Pregnant women should not be vaccinated because the safety of the HPV vaccine in pregnancy has not been adequately studied. Some studies suggest that the HPV vaccine is unlikely to cause harm to a developing fetus, but more research is needed to confirm this. If a woman becomes pregnant after starting the HPV vaccine series, the remaining doses of the vaccine should be delayed until after the pregnancy.
Individuals who have had an immediate allergic reaction to a previous dose of the HPV vaccine should not receive any more doses of the vaccine. Symptoms of an immediate allergic reaction may include hives, swelling, difficulty breathing, and low blood pressure. These individuals should talk to their healthcare providers about other vaccine options or alternative schedules for completing the HPV vaccine series.
In some cases, individuals with weakened immune systems (such as those with HIV or those on immunosuppressive medications) may still receive the HPV vaccine, but it is important for them to discuss this with their healthcare provider who can evaluate their individual situation and make a recommendation.
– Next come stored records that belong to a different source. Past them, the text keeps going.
// src/state.rs

use axum::extract::FromRef;

use crate::{config::Config, player::PlayerRegistry, store::Stores};

#[derive(Clone)]
pub struct AppState {
    pub stores: Stores,
    pub config: Config,
    pub players: PlayerRegistry,
}

impl FromRef<AppState> for Stores {
    fn from_ref(state: &AppState) -> Self {
        state.stores.clone()
    }
}

impl FromRef<AppState> for Config {
    fn from_ref(state: &AppState) -> Self {
        state.config.clone()
    }
}

impl FromRef<AppState> for PlayerRegistry {
    fn from_ref(state: &AppState) -> Self {
        state.players.clone()
    }
}
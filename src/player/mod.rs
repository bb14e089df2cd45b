// src/player/mod.rs

pub mod machine;
pub mod session;
pub mod view;

pub use machine::{Attempt, Event, Participant, Phase, TransitionError};
pub use session::{AttemptHandle, PlayerRegistry};
pub use view::AttemptView;
//! In-memory storage backend for tests and local development.

use std::{collections::HashMap, sync::Arc};

use async_trait::async_trait;
use tokio::sync::RwLock;

use super::{Storage, StorageResult};

#[derive(Debug, Default, Clone)]
pub struct MemoryStorage {
    entries: Arc<RwLock<HashMap<String, String>>>,
}

impl MemoryStorage {
    /// Creates an empty in-memory store.
    pub fn new() -> Self {
        Self::default()
    }
}

#[async_trait]
impl Storage for MemoryStorage {
    async fn get(&self, key: &str) -> StorageResult<Option<String>> {
        let entries = self.entries.read().await;
        Ok(entries.get(key).cloned())
    }

    async fn set(&self, key: &str, value: String) -> StorageResult<()> {
        let mut entries = self.entries.write().await;
        entries.insert(key.to_string(), value);
        Ok(())
    }

    async fn remove(&self, key: &str) -> StorageResult<()> {
        let mut entries = self.entries.write().await;
        entries.remove(key);
        Ok(())
    }
}

#[cfg(test)]
mod tests {
    use super::*;

    #[tokio::test]
    async fn test_set_get_remove() {
        let storage = MemoryStorage::new();
        assert_eq!(storage.get("users").await.unwrap(), None);

        storage.set("users", "[]".to_string()).await.unwrap();
        assert_eq!(storage.get("users").await.unwrap().as_deref(), Some("[]"));

        storage.set("users", "[1]".to_string()).await.unwrap();
        assert_eq!(storage.get("users").await.unwrap().as_deref(), Some("[1]"));

        storage.remove("users").await.unwrap();
        assert_eq!(storage.get("users").await.unwrap(), None);

        // Removing twice is fine
        storage.remove("users").await.unwrap();
    }
}
#[cfg(test)]
pub(crate) mod tests {
    use super::*;
    use crate::models::quiz::{Question, QuizSettings};

    pub(crate) fn quiz_with(correct: &[usize]) -> Quiz {
        Quiz {
            id: "quiz-1".to_string(),
            title: "Capitals".to_string(),
            description: None,
            questions: correct
                .iter()
                .enumerate()
                .map(|(i, &c)| Question {
                    id: format!("q{}", i + 1),
                    text: format!("Question {}", i + 1),
                    options: vec!["A".into(), "B".into(), "C".into(), "D".into()],
                    correct_answer: c,
                    comment: None,
                    time_limit: None,
                })
                .collect(),
            creator_id: "creator".to_string(),
            creator_name: "Creator".to_string(),
            created_at: chrono::Utc::now(),
            time_limit: None,
            is_public: true,
            settings: QuizSettings::default(),
        }
    }

    fn alice() -> Participant {
        Participant {
            user_id: "u1".to_string(),
            name: "Alice".to_string(),
            email: "alice@example.com".to_string(),
        }
    }

    #[test]
    fn test_scores_selected_answers() {
        let mut attempt = Attempt::start("a1".into(), quiz_with(&[0, 2]), Some(alice()));
        assert_eq!(attempt.phase(), Phase::InProgress);

        attempt.apply(Event::Select(0)).unwrap();
        assert_eq!(attempt.apply(Event::Advance).unwrap(), None);
        attempt.apply(Event::Select(1)).unwrap();
        let result = attempt.apply(Event::Advance).unwrap().expect("completed");

        assert_eq!(attempt.phase(), Phase::Completed);
        assert_eq!(result.score, 1);
        assert_eq!(result.total_questions, 2);
        assert_eq!(result.answers.len(), 2);
        assert_eq!(result.answers[1].selected_answer, Some(1));
        assert!(!result.answers[1].is_correct);
        assert_eq!(result.user_id, "u1");
        assert_eq!(crate::report::percentage(result.score, result.total_questions), 50);
    }

    #[test]
    fn test_selection_can_change_before_advancing() {
        let mut attempt = Attempt::start("a1".into(), quiz_with(&[3]), Some(alice()));
        attempt.apply(Event::Select(0)).unwrap();
        attempt.apply(Event::Select(3)).unwrap();
        let result = attempt.apply(Event::Advance).unwrap().unwrap();
        assert_eq!(result.score, 1);
    }

    #[test]
    fn test_advance_requires_answer() {
        let mut attempt = Attempt::start("a1".into(), quiz_with(&[0, 1]), Some(alice()));
        assert_eq!(attempt.apply(Event::Advance), Err(TransitionError::Unanswered));
        assert_eq!(attempt.position(), 0);
    }

    #[test]
    fn test_select_rejects_unknown_option() {
        let mut attempt = Attempt::start("a1".into(), quiz_with(&[0]), Some(alice()));
        assert_eq!(attempt.apply(Event::Select(4)), Err(TransitionError::InvalidOption(4)));
        assert_eq!(attempt.selected(0), None);
    }

    #[test]
    fn test_overall_timeout_forces_completion() {
        let mut quiz = quiz_with(&[0, 1, 2]);
        quiz.time_limit = Some(1);
        let mut attempt = Attempt::start("a1".into(), quiz, Some(alice()));
        assert_eq!(attempt.overall_left(), Some(60));

        for _ in 0..59 {
            assert_eq!(attempt.apply(Event::OverallTick).unwrap(), None);
        }
        let result = attempt.apply(Event::OverallTick).unwrap().expect("forced completion");

        assert_eq!(attempt.phase(), Phase::Completed);
        assert_eq!(result.score, 0);
        assert_eq!(result.answers.len(), 3);
        assert!(result.answers.iter().all(|a| a.selected_answer.is_none()));
        assert_eq!(result.time_spent, 60);
    }

    #[test]
    fn test_question_timeout_advances_without_answer() {
        let mut quiz = quiz_with(&[0, 1]);
        quiz.questions[0].time_limit = Some(2);
        let mut attempt = Attempt::start("a1".into(), quiz, Some(alice()));
        assert_eq!(attempt.question_left(), Some(2));

        attempt.apply(Event::QuestionTick).unwrap();
        assert_eq!(attempt.position(), 0);
        attempt.apply(Event::QuestionTick).unwrap();
        assert_eq!(attempt.position(), 1);
        // Second question has no countdown
        assert_eq!(attempt.question_left(), None);
        attempt.apply(Event::QuestionTick).unwrap();
        assert_eq!(attempt.position(), 1);
    }

    #[test]
    fn test_question_timeout_on_last_question_completes() {
        let mut quiz = quiz_with(&[0]);
        quiz.questions[0].time_limit = Some(1);
        let mut attempt = Attempt::start("a1".into(), quiz, Some(alice()));
        attempt.apply(Event::Select(0)).unwrap();
        let result = attempt.apply(Event::QuestionTick).unwrap().unwrap();
        assert_eq!(result.score, 1);
    }

    #[test]
    fn test_ticks_ignored_after_completion() {
        let mut quiz = quiz_with(&[0]);
        quiz.time_limit = Some(1);
        let mut attempt = Attempt::start("a1".into(), quiz, Some(alice()));
        attempt.apply(Event::Select(0)).unwrap();
        attempt.apply(Event::Advance).unwrap().unwrap();
        assert_eq!(attempt.apply(Event::OverallTick), Ok(None));
        assert_eq!(attempt.apply(Event::QuestionTick), Ok(None));
        assert_eq!(attempt.phase(), Phase::Completed);
    }

    #[test]
    fn test_guest_flow() {
        let mut attempt = Attempt::start("a1".into(), quiz_with(&[1]), None);
        assert_eq!(attempt.phase(), Phase::AwaitingParticipant);
        assert_eq!(attempt.apply(Event::Select(0)), Err(TransitionError::NotInProgress));
        assert_eq!(attempt.apply(Event::OverallTick), Ok(None));

        let blank = Event::SubmitParticipant {
            name: " ".into(),
            email: "bob@example.com".into(),
        };
        assert_eq!(attempt.apply(blank), Err(TransitionError::MissingParticipantField));

        attempt
            .apply(Event::SubmitParticipant {
                name: "Bob".into(),
                email: "bob@example.com".into(),
            })
            .unwrap();
        assert_eq!(attempt.phase(), Phase::InProgress);

        attempt.apply(Event::Select(1)).unwrap();
        let result = attempt.apply(Event::Advance).unwrap().unwrap();
        assert_eq!(result.user_id, GUEST_USER_ID);
        assert_eq!(result.user_name, "Bob");
        assert_eq!(result.score, 1);
    }

    #[test]
    fn test_retake_resets_slots() {
        let mut attempt = Attempt::start("a1".into(), quiz_with(&[0]), Some(alice()));
        attempt.apply(Event::Select(0)).unwrap();
        attempt.apply(Event::Advance).unwrap();

        attempt.apply(Event::Retake).unwrap();
        assert_eq!(attempt.phase(), Phase::InProgress);
        assert_eq!(attempt.selected(0), None);
        assert!(attempt.result().is_none());
    }

    #[test]
    fn test_retake_respects_settings() {
        let mut quiz = quiz_with(&[0]);
        quiz.settings.allow_retake = false;
        let mut attempt = Attempt::start("a1".into(), quiz, Some(alice()));
        assert_eq!(attempt.apply(Event::Retake), Err(TransitionError::NotCompleted));
        attempt.apply(Event::Select(0)).unwrap();
        attempt.apply(Event::Advance).unwrap();
        assert_eq!(attempt.apply(Event::Retake), Err(TransitionError::RetakeNotAllowed));
    }

    #[test]
    fn test_randomized_order_still_scores_in_quiz_order() {
        let mut quiz = quiz_with(&[0, 1, 2, 3]);
        quiz.settings.randomize_questions = true;
        let mut attempt = Attempt::start("a1".into(), quiz, Some(alice()));

        // Answer every question correctly whatever order it was shown in
        let result = loop {
            let index = attempt.current_question_index().unwrap();
            let correct = attempt.quiz().questions[index].correct_answer;
            attempt.apply(Event::Select(correct)).unwrap();
            if let Some(result) = attempt.apply(Event::Advance).unwrap() {
                break result;
            }
        };

        assert_eq!(result.score, 4);
        let ids: Vec<&str> = result.answers.iter().map(|a| a.question_id.as_str()).collect();
        assert_eq!(ids, ["q1", "q2", "q3", "q4"]);
    }

    #[test]
    fn test_score_answers_counts_matches() {
        let quiz = quiz_with(&[0, 2, 1]);
        let (score, answers) = score_answers(&quiz, &[Some(0), None, Some(1)]);
        assert_eq!(score, 2);
        assert_eq!(answers.len(), 3);
        assert!(!answers[1].is_correct);
    }
}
While the HPV vaccine is safe and highly effective, there are certain circumstances where individuals should not receive the vaccine. Individuals who have concerns about the HPV vaccine should talk to their healthcare provider to address their concerns and determine the best course of action for their individual situation.
Can you get HPV even if both partners are clean?
Yes, it is possible to contract HPV even if both partners appear to be “clean” or free of the virus. This is because HPV can be transmitted through skin-to-skin contact, including that in the genital area, not just through sexual intercourse. As a result, even people who have never had sexual intercourse can still get HPV.
Furthermore, not all cases of HPV infection have visible symptoms, so even if a person appears to be healthy, they may carry the virus. In fact, most people who get HPV do not develop any symptoms or health problems.
Additionally, it is possible for one partner to have contracted HPV before the relationship even began, and HPV can take weeks, months, or even years to develop symptoms, so a person may not even be aware that they have HPV to begin with.
It is important to prioritize regular check-ups with a healthcare provider and obtaining regular screenings for HPV and other sexually transmitted infections. The HPV vaccine is also an effective preventative measure for reducing the risk of contracting the virus. However, even with the vaccine, it is still possible to contract HPV through skin-to-skin contact. Therefore, practicing safe sex and consistently using barriers for vaginal, anal, or oral sex can help reduce the risk of transmission.